- [Assignment] Whenever a line carries the word "short", pull it out of the entries.

- [Saved entries]
··········
//! Core data types for the metrics pipeline.

use crate::{Error, Result};
use chrono::NaiveDate;
use serde::{Deserialize, Serialize};
use std::collections::BTreeMap;

/// Price series keyed by asset identifier.
pub type PriceMap = BTreeMap<String, PriceSeries>;

/// Normalize an asset identifier (trimmed, uppercase).
pub fn normalize_asset(id: &str) -> String {
    id.trim().to_uppercase()
}

/// A single dated price observation.
#[derive(Debug, Clone, Copy, Serialize, Deserialize, PartialEq)]
pub struct PricePoint {
    /// Observation date
    pub date: NaiveDate,
    /// Price on that date (non-finite values are treated as gaps)
    pub price: f64,
}

/// Ordered price observations for one asset.
///
/// Dates are strictly increasing. Deserializing sorts the input and rejects
/// duplicate dates.
#[derive(Debug, Clone, Default, Serialize, Deserialize, PartialEq)]
#[serde(try_from = "Vec<PricePoint>", into = "Vec<PricePoint>")]
pub struct PriceSeries {
    points: Vec<PricePoint>,
}

impl PriceSeries {
    /// Create a series from observations already in strictly increasing date order.
    pub fn new(points: Vec<PricePoint>) -> Result<Self> {
        if let Some(pair) = points.windows(2).find(|w| w[0].date >= w[1].date) {
            return Err(Error::InvalidInput(format!(
                "price dates must be strictly increasing ({} followed by {})",
                pair[0].date, pair[1].date
            )));
        }
        Ok(Self { points })
    }

    /// Create a series from observations in any order.
    pub fn from_unsorted(mut points: Vec<PricePoint>) -> Result<Self> {
        points.sort_by_key(|p| p.date);
        if let Some(pair) = points.windows(2).find(|w| w[0].date == w[1].date) {
            return Err(Error::InvalidInput(format!(
                "duplicate price date {}",
                pair[0].date
            )));
        }
        Ok(Self { points })
    }

    /// Create a series from `(date, price)` pairs in strictly increasing date order.
    pub fn from_pairs(pairs: impl IntoIterator<Item = (NaiveDate, f64)>) -> Result<Self> {
        Self::new(
            pairs
                .into_iter()
                .map(|(date, price)| PricePoint { date, price })
                .collect(),
        )
    }

    /// All observations.
    pub fn points(&self) -> &[PricePoint] {
        &self.points
    }

    /// Number of observations.
    pub fn len(&self) -> usize {
        self.points.len()
    }

    pub fn is_empty(&self) -> bool {
        self.points.is_empty()
    }

    /// Restrict to `start <= date < end`. Either bound may be open.
    pub fn window(&self, start: Option<NaiveDate>, end: Option<NaiveDate>) -> Self {
        let points = self
            .points
            .iter()
            .filter(|p| start.map_or(true, |s| p.date >= s))
            .filter(|p| end.map_or(true, |e| p.date < e))
            .copied()
            .collect();
        Self { points }
    }
}

impl TryFrom<Vec<PricePoint>> for PriceSeries {
    type Error = Error;

    fn try_from(points: Vec<PricePoint>) -> Result<Self> {
        Self::from_unsorted(points)
    }
}

impl From<PriceSeries> for Vec<PricePoint> {
    fn from(series: PriceSeries) -> Self {
        series.points
    }
}

/// Period-over-period fractional returns on a strictly increasing date index.
#[derive(Debug, Clone, Default, Serialize, PartialEq)]
pub struct ReturnSeries {
    dates: Vec<NaiveDate>,
    values: Vec<f64>,
}

impl ReturnSeries {
    /// Create a return series from parallel date and value vectors.
    pub fn new(dates: Vec<NaiveDate>, values: Vec<f64>) -> Result<Self> {
        if dates.len() != values.len() {
            return Err(Error::InvalidInput(format!(
                "{} dates but {} return values",
                dates.len(),
                values.len()
            )));
        }
        if dates.windows(2).any(|w| w[0] >= w[1]) {
            return Err(Error::InvalidInput(
                "return dates must be strictly increasing".to_string(),
            ));
        }
        Ok(Self { dates, values })
    }

    pub fn dates(&self) -> &[NaiveDate] {
        &self.dates
    }

    pub fn values(&self) -> &[f64] {
        &self.values
    }

    pub fn len(&self) -> usize {
        self.values.len()
    }

    pub fn is_empty(&self) -> bool {
        self.values.is_empty()
    }

    /// Iterate `(date, return)` pairs in date order.
    pub fn iter(&self) -> impl Iterator<Item = (NaiveDate, f64)> + '_ {
        self.dates.iter().copied().zip(self.values.iter().copied())
    }
}

impl AsRef<[f64]> for ReturnSeries {
    fn as_ref(&self) -> &[f64] {
        &self.values
    }
}

/// Fractional weight per asset.
///
/// Asset identifiers are normalized (trimmed, uppercase) on insert. Weights are
/// stored as given; see [`WeightMap::validate`] for the summation check.
#[derive(Debug, Clone, Default, Serialize, Deserialize, PartialEq)]
#[serde(transparent)]
pub struct WeightMap {
    weights: BTreeMap<String, f64>,
}

impl WeightMap {
    /// Create an empty weight map.
    pub fn new() -> Self {
        Self::default()
    }

    /// Build from `(asset, fractional weight)` pairs.
    pub fn from_pairs<S: AsRef<str>>(pairs: impl IntoIterator<Item = (S, f64)>) -> Self {
        let mut map = Self::new();
        for (asset, weight) in pairs {
            map.insert(asset.as_ref(), weight);
        }
        map
    }

    /// Build from `(asset, percent)` pairs, e.g. `("SPY", 60.0)` becomes 0.6.
    pub fn from_percentages<S: AsRef<str>>(pairs: impl IntoIterator<Item = (S, f64)>) -> Self {
        Self::from_pairs(pairs.into_iter().map(|(asset, pct)| (asset, pct / 100.0)))
    }

    /// Equal weight (1/n) for each distinct asset.
    pub fn equal<S: AsRef<str>>(assets: &[S]) -> Self {
        let mut map = Self::new();
        for asset in assets {
            map.insert(asset.as_ref(), 0.0);
        }
        let n = map.len();
        if n > 0 {
            for weight in map.weights.values_mut() {
                *weight = 1.0 / n as f64;
            }
        }
        map
    }

    /// Set the weight for an asset, replacing any previous value.
    pub fn insert(&mut self, asset: &str, weight: f64) -> Option<f64> {
        self.weights.insert(normalize_asset(asset), weight)
    }

    /// Weight for an asset (identifier is normalized before lookup).
    pub fn get(&self, asset: &str) -> Option<f64> {
        self.weights.get(&normalize_asset(asset)).copied()
    }

    /// Asset identifiers in sorted order.
    pub fn assets(&self) -> impl Iterator<Item = &str> {
        self.weights.keys().map(String::as_str)
    }

    pub fn iter(&self) -> impl Iterator<Item = (&str, f64)> {
        self.weights.iter().map(|(k, v)| (k.as_str(), *v))
    }

    pub fn len(&self) -> usize {
        self.weights.len()
    }

    pub fn is_empty(&self) -> bool {
        self.weights.is_empty()
    }

    /// Sum of all weights.
    pub fn total(&self) -> f64 {
        self.weights.values().sum()
    }

    /// Check that the map is non-empty, every weight is finite, and the weights
    /// sum to 1 within `tolerance`.
    pub fn validate(&self, tolerance: f64) -> Result<()> {
        if self.is_empty() {
            return Err(Error::InvalidWeights("weight map is empty".to_string()));
        }

        if let Some((asset, weight)) = self.iter().find(|(_, w)| !w.is_finite()) {
            return Err(Error::InvalidWeights(format!(
                "weight for {} is not finite ({})",
                asset, weight
            )));
        }

        let total = self.total();
        if (total - 1.0).abs() > tolerance {
            return Err(Error::InvalidWeights(format!(
                "weights sum to {:.6}, expected 1.0",
                total
            )));
        }

        Ok(())
    }
}

/// Portfolio statistics versus a benchmark.
///
/// All values are raw fractions or ratios; percentage formatting is left to
/// [`crate::report::MetricsReport`].
#[derive(Debug, Clone, Copy, Serialize, Deserialize, PartialEq)]
pub struct MetricsResult {
    /// Geometric annualized return of the portfolio
    pub annualized_return: f64,
    /// Compounded return of the portfolio over the whole period
    pub cumulative_return: f64,
    /// Annualized Sharpe ratio
    pub sharpe_ratio: f64,
    /// Annualized Sortino ratio
    pub sortino_ratio: f64,
    /// Largest peak-to-trough decline (non-positive)
    pub max_drawdown: f64,
    /// Regression slope of portfolio returns on benchmark returns
    pub beta_to_benchmark: f64,
    /// Compounded return of the benchmark over the same period
    pub benchmark_cumulative_return: f64,
}

/// API response wrapper used for JSON output.
#[derive(Debug, Clone, Serialize, Deserialize)]
pub struct ApiResponse<T> {
    pub ok: bool,
    #[serde(skip_serializing_if = "Option::is_none")]
    pub data: Option<T>,
    #[serde(skip_serializing_if = "Option::is_none")]
    pub error: Option<String>,
}

impl<T> ApiResponse<T> {
    /// Create a successful response.
    pub fn ok(data: T) -> Self {
        Self {
            ok: true,
            data: Some(data),
            error: None,
        }
    }

    /// Create an error response.
    pub fn err(error: impl Into<String>) -> Self {
        Self {
            ok: false,
            data: None,
            error: Some(error.into()),
        }
    }
}

#[cfg(test)]
mod tests {
    use super::*;

    fn d(day: u32) -> NaiveDate {
        NaiveDate::from_ymd_opt(2024, 1, day).unwrap()
    }

    #[test]
    fn test_price_series_rejects_unordered_dates() {
        let result = PriceSeries::from_pairs([(d(2), 100.0), (d(1), 101.0)]);
        assert!(matches!(result, Err(Error::InvalidInput(_))));

        let result = PriceSeries::from_pairs([(d(1), 100.0), (d(1), 101.0)]);
        assert!(matches!(result, Err(Error::InvalidInput(_))));
    }

    #[test]
    fn test_price_series_from_unsorted() {
        let series = PriceSeries::from_unsorted(vec![
            PricePoint { date: d(3), price: 102.0 },
            PricePoint { date: d(1), price: 100.0 },
            PricePoint { date: d(2), price: 101.0 },
        ])
        .unwrap();

        let dates: Vec<_> = series.points().iter().map(|p| p.date).collect();
        assert_eq!(dates, vec![d(1), d(2), d(3)]);
        assert_eq!(series.points()[1].price, 101.0);
    }

    #[test]
    fn test_price_series_deserialize_rejects_duplicates() {
        let json = r#"[
            {"date": "2024-01-02", "price": 10.0},
            {"date": "2024-01-02", "price": 11.0}
        ]"#;
        let result: std::result::Result<PriceSeries, _> = serde_json::from_str(json);
        assert!(result.is_err());
    }

    #[test]
    fn test_price_series_window() {
        let series =
            PriceSeries::from_pairs([(d(1), 1.0), (d(2), 2.0), (d(3), 3.0), (d(4), 4.0)]).unwrap();

        let window = series.window(Some(d(2)), Some(d(4)));
        assert_eq!(window.len(), 2);
        assert_eq!(window.points()[0].date, d(2));
        assert_eq!(window.points()[1].date, d(3));

        assert_eq!(series.window(None, None).len(), 4);
    }

    #[test]
    fn test_return_series_length_mismatch() {
        let result = ReturnSeries::new(vec![d(1), d(2)], vec![0.01]);
        assert!(matches!(result, Err(Error::InvalidInput(_))));
    }

    #[test]
    fn test_weight_map_normalizes_assets() {
        let weights = WeightMap::from_pairs([(" spy ", 0.6), ("qqq", 0.4)]);
        assert_eq!(weights.get("SPY"), Some(0.6));
        assert_eq!(weights.get("qqq"), Some(0.4));
        assert_eq!(weights.assets().collect::<Vec<_>>(), vec!["QQQ", "SPY"]);
    }

    #[test]
    fn test_weight_map_from_percentages() {
        let weights = WeightMap::from_percentages([("AAPL", 60.0), ("MSFT", 40.0)]);
        assert!((weights.get("AAPL").unwrap() - 0.6).abs() < 1e-12);
        assert!(weights.validate(1e-9).is_ok());
    }

    #[test]
    fn test_weight_map_equal() {
        let weights = WeightMap::equal(&["IEF", "LQD", "SHY", "GLD"]);
        assert_eq!(weights.len(), 4);
        assert!(weights.iter().all(|(_, w)| w == 0.25));
        assert!((weights.total() - 1.0).abs() < 1e-12);
    }

    #[test]
    fn test_weight_map_validate() {
        let empty = WeightMap::new();
        assert!(matches!(empty.validate(1e-6), Err(Error::InvalidWeights(_))));

        let short = WeightMap::from_pairs([("A", 0.5), ("B", 0.3)]);
        assert!(matches!(short.validate(1e-6), Err(Error::InvalidWeights(_))));

        let nan = WeightMap::from_pairs([("A", f64::NAN), ("B", 1.0)]);
        assert!(matches!(nan.validate(1e-6), Err(Error::InvalidWeights(_))));

        // Negative weights are allowed as long as the total is 1
        let levered = WeightMap::from_pairs([("A", 1.5), ("B", -0.5)]);
        assert!(levered.validate(1e-6).is_ok());
    }

    #[test]
    fn test_api_response() {
        let response: ApiResponse<String> = ApiResponse::ok("test".to_string());
        assert!(response.ok);
        assert_eq!(response.data, Some("test".to_string()));

        let err_response: ApiResponse<String> = ApiResponse::err("error");
        assert!(!err_response.ok);
        assert_eq!(err_response.error, Some("error".to_string()));
    }
}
··········
- [Exercise solution]
        let short = WeightMap::from_pairs([("A", 0.5), ("B", 0.3)]);
        assert!(matches!(short.validate(1e-6), Err(Error::InvalidWeights(_))));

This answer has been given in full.